━━━ Given data

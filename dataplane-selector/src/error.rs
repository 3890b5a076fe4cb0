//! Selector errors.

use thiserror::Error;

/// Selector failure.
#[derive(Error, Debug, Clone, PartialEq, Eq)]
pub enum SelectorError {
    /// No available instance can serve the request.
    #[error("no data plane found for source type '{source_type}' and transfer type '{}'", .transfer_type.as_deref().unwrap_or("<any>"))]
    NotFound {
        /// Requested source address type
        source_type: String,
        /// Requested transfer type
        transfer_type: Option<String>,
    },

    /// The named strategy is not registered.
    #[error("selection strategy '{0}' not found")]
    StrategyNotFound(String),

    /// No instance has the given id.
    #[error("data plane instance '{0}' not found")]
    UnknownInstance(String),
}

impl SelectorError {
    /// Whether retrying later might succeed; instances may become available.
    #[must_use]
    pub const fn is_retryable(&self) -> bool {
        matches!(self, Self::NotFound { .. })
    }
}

━━━━━━
━━━ Given data

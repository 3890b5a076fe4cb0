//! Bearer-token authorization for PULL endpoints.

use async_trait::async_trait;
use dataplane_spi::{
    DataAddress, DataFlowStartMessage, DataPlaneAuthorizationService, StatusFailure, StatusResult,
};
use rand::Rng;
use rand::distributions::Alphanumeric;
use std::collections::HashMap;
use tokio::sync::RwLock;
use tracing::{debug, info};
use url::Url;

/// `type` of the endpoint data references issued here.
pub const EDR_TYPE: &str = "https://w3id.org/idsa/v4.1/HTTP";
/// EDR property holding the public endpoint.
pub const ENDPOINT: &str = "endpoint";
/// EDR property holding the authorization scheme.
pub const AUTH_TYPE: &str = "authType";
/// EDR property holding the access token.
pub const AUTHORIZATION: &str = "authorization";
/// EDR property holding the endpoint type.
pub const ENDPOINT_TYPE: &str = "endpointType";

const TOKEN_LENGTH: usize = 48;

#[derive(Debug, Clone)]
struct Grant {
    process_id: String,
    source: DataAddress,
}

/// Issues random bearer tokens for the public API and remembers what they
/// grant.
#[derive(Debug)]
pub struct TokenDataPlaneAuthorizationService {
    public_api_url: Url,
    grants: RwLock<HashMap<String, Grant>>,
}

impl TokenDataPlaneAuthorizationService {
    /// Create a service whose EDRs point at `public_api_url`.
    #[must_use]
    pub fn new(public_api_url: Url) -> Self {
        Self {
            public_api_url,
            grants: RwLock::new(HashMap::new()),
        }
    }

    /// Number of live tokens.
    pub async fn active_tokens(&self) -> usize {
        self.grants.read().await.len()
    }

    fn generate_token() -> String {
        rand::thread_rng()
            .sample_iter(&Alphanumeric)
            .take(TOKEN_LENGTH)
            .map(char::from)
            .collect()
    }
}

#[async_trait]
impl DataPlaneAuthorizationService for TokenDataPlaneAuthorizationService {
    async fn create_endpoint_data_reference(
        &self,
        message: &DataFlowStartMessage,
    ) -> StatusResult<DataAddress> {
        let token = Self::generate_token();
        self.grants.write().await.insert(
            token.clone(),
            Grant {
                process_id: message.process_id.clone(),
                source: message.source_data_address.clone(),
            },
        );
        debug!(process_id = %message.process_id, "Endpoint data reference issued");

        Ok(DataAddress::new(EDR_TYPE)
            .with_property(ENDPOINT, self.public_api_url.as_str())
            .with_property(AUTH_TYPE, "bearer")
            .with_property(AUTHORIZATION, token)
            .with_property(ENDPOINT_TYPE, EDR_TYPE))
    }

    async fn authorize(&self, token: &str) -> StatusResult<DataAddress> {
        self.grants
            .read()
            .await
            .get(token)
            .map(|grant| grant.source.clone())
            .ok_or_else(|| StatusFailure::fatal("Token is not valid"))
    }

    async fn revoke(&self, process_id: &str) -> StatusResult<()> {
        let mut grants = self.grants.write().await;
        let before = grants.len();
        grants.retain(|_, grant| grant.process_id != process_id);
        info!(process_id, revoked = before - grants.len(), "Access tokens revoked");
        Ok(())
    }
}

━━━━━━
━━━ Given data

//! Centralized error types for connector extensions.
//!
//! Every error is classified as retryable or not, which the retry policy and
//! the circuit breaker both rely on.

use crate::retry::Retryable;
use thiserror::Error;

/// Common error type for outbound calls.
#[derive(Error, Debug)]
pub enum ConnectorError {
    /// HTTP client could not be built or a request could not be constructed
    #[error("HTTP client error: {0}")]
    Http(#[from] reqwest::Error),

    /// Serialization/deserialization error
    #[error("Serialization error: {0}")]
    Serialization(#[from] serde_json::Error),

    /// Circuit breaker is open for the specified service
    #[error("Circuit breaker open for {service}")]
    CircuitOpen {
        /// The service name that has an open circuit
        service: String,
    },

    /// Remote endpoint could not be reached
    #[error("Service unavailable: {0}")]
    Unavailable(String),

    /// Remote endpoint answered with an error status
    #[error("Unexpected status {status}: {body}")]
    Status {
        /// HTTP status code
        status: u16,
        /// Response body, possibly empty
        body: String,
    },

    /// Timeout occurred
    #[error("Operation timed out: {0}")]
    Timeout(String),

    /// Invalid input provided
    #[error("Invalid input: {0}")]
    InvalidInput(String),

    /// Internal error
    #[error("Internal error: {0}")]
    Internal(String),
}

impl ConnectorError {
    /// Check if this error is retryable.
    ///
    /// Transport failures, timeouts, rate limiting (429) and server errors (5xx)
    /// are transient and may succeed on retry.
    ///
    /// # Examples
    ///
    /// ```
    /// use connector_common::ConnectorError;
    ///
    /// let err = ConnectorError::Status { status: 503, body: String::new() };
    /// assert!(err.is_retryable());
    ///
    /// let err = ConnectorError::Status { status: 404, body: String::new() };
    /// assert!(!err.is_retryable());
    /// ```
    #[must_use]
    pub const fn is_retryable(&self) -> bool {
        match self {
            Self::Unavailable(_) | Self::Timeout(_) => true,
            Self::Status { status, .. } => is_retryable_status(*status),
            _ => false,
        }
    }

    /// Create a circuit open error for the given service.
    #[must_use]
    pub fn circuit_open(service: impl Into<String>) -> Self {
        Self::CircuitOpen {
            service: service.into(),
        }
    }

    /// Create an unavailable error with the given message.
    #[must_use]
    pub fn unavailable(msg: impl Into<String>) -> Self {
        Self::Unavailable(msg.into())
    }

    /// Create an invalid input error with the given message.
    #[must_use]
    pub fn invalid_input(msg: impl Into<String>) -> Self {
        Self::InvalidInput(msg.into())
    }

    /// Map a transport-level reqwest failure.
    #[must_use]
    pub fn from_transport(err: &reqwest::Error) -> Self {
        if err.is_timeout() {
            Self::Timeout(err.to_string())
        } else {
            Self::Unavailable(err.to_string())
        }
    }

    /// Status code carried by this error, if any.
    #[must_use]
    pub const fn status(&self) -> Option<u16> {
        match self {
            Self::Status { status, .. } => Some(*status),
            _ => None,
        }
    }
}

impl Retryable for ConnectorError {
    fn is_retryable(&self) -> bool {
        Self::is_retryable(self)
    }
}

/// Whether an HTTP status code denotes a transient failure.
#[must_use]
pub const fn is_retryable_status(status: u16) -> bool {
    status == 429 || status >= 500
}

━━━━━━

What needs to be done>
Your answer should be the lines above, from the line containing "pub const AUTH_TYPE: &str" up to and including the line containing "self.grants.read().await.len()", reproduced exactly and with nothing else.

Solution for this task>
pub const AUTH_TYPE: &str = "authType";
/// EDR property holding the access token.
pub const AUTHORIZATION: &str = "authorization";
/// EDR property holding the endpoint type.
pub const ENDPOINT_TYPE: &str = "endpointType";

const TOKEN_LENGTH: usize = 48;

#[derive(Debug, Clone)]
struct Grant {
    process_id: String,
    source: DataAddress,
}

/// Issues random bearer tokens for the public API and remembers what they
/// grant.
#[derive(Debug)]
pub struct TokenDataPlaneAuthorizationService {
    public_api_url: Url,
    grants: RwLock<HashMap<String, Grant>>,
}

impl TokenDataPlaneAuthorizationService {
    /// Create a service whose EDRs point at `public_api_url`.
    #[must_use]
    pub fn new(public_api_url: Url) -> Self {
        Self {
            public_api_url,
            grants: RwLock::new(HashMap::new()),
        }
    }

    /// Number of live tokens.
    pub async fn active_tokens(&self) -> usize {
        self.grants.read().await.len()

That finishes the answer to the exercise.